Critiques

Caribou

Suddenly

  • Merge Records
  • 2020
  • 44 minutes
8
Le meilleur de lca

Suite au succès de Our Love, paru en 2014, Dan Snaith, a.k.a Caribou, a voulu rapprocher ses chansons de sa vie personnelle. Au milieu du train-train familial, bousculé par la naissance de sa deuxième fille, mais aussi par la maladie et le décès de proches, il s’est contraint à un travail quotidien de création. Pas moins de 900 idées de chansons ont ainsi émergé. Avec l’aide de sa femme et de Kieran Hebden, plus connu sous le nom de Four Tet, Dan Snaith a réussi à distiller de cette masse incroyable de compositions les douze pièces qui constituent Suddenly.

À l’image du contexte qui l’a vu naître, cet album en est un de continuités et de ruptures.

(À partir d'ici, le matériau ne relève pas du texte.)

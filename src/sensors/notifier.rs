//! Interrupt line notifier.
//!
//! Hardware (or the simulation) raises an interrupt by signalling the pin id.
//! The node loop waits on the same signal and dispatches the interrupt to the
//! sensors attached to that pin.

use embassy_sync::blocking_mutex::raw::CriticalSectionRawMutex;
use embassy_sync::signal::Signal;

/// Signal shared between interrupt sources and the node loop.
pub type InterruptSignal = Signal<CriticalSectionRawMutex, u8>;

/// Raises interrupts for one digital input line.
///
/// # Usage
/// ```ignore
/// static INTERRUPTS: InterruptSignal = Signal::new();
///
/// let notifier = InterruptNotifier::new(&INTERRUPTS, 3);
/// notifier.notify();
/// ```
pub struct InterruptNotifier {
    signal: &'static InterruptSignal,
    pin: u8,
}

impl InterruptNotifier {
    pub fn new(signal: &'static InterruptSignal, pin: u8) -> Self {
        Self { signal, pin }
    }

    /// Pin this notifier raises interrupts for.
    pub fn pin(&self) -> u8 {
        self.pin
    }

    /// Raise the interrupt. Non-blocking; a second interrupt before the node
    /// loop consumed the first one replaces it.
    pub fn notify(&self) {
        self.signal.signal(self.pin);
    }
}
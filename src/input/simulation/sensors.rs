//! Door simulation for testing.
//!
//! Opens and closes the simulated door periodically so the interrupt and
//! sure-delivery path can be watched without hardware.

use crate::sensors::SimulatedPin;
use log::info;
use std::sync::Arc;
use tokio::task::JoinHandle;
use tokio::time::{Duration, interval};

/// Spawn a task that toggles the door pin every `period`.
///
/// # Returns
///
/// A `JoinHandle` that can be used to abort the simulation task.
pub fn run_door_simulation(pin: Arc<SimulatedPin>, period: Duration) -> JoinHandle<()> {
    tokio::spawn(async move {
        let mut interval = interval(period);
        // The first tick completes immediately
        interval.tick().await;
        loop {
            interval.tick().await;
            let level = pin.toggle();
            info!(
                "[Sim] door {}",
                if level { "opened (pin high)" } else { "closed (pin low)" }
            );
        }
    })
}
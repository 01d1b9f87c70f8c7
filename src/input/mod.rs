//! Input sources feeding the node without real hardware.
//!
//! Current input sources:
//! - `simulation`: software-driven door and a lossy radio link

pub mod simulation;
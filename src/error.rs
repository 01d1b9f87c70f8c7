use thiserror::Error as ThisError;

#[derive(ThisError, Debug)]
pub enum NodeError {
    #[error("Invalid child id {0}: 255 is reserved for the node itself")]
    InvalidChildId(u8),

    #[error("Child id {0} is already registered")]
    DuplicateChild(u8),

    #[error("Transport error: {0}")]
    Transport(String),

    #[error("Invalid configuration: {0}")]
    Config(String),

    #[error(transparent)]
    IoError(#[from] std::io::Error),

    #[error(transparent)]
    SerdeJsonError(#[from] serde_json::Error),
}

pub type Result<T> = std::result::Result<T, NodeError>;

En fait, Caribou fait partie de ces rares musiciens qui semblent capables de se renouveler à chaque album : IDM, krautrock, sunshine pop, électro psychédélique font tous partie de la palette sonore explorée sur ses précédents opus.

Une grande constante au milieu de tous ces retournements est l’espace de plus en plus grand qu’il a accordé à la voix. Presque absente de ses créations du début des années 2000, elle est d’une importance capitale dans les envolées électro-pop de Our Love. Suddenly continue sur cette lancée. Le chant de Snaith y est plus assumé, les arrangements, souvent plus dépouillés, laissent davantage d’espace aux mélodies.

Au cœur de la plupart des compositions de Suddenly, on ne retrouve pas seulement la voix de Dan Snaith. À partir du refrain de You and I, la deuxième pièce de l’album, des échantillons vocaux méticuleusement découpés ponctuent presque chaque pièce de l’album. Ce travail de récupération vocal devient le moteur rythmique de Sunny’s Time, New Jade, de l’excellente Home, qui reprend des mélodies de Gloria Barnes, et ainsi de suite sur Never Come Back, Like I Loved You, Ravi.

Dans cette continuité se cache ainsi une rupture. En effet, le travail d’échantillonnage ne s’arrête pas à la voix : piano sur Sunny’s Time, harpe sur New Jade, cuivres, batterie, guitare, orgue et cordes sur Home, etc. Cela vient en grande partie remplacer les motifs rythmiques et les montées de synthétiseurs caractéristiques des deux précédents albums de Caribou.

Ce choix d’arrangement, Caribou l’aurait fait en partie en opposition à l’omniprésence actuelle des synthétiseurs en musique électronique, une tendance qu’il a paradoxalement lui-même contribué à imposer. En même temps, cela sert admirablement bien le propos du musicien en contribuant à créer des atmosphères plus intimes, qui reflètent bien un propos qui se veut plus près du chanteur, davantage ancré dans sa réalité quotidienne, avec tous les chamboulements que cela peut parfois représenter.

En effet, Suddenly est une œuvre de chambardements et de surprises. L’album traverse des atmosphères variées. D’une profonde tristesse sur Sister, il passe par des moments de mélancolie aux sonorités 1980 sur You and I, à un RnB entraînant sur Home, et des rythmes house non moins intenses sur Never Come Back et Ravi. Sans oublier plusieurs moments d’apaisements qui culminent dans la très belle Cloud Song qui conclut l’album.

Suddenly s’avère ainsi un album diversifié, qui s’éparpille un peu par moment, mais qui se rattrape bien en proposant un mélange de mélodies et de rythmes redoutables, des arrangements d’un grand raffinement, voire quelques moments de grâce.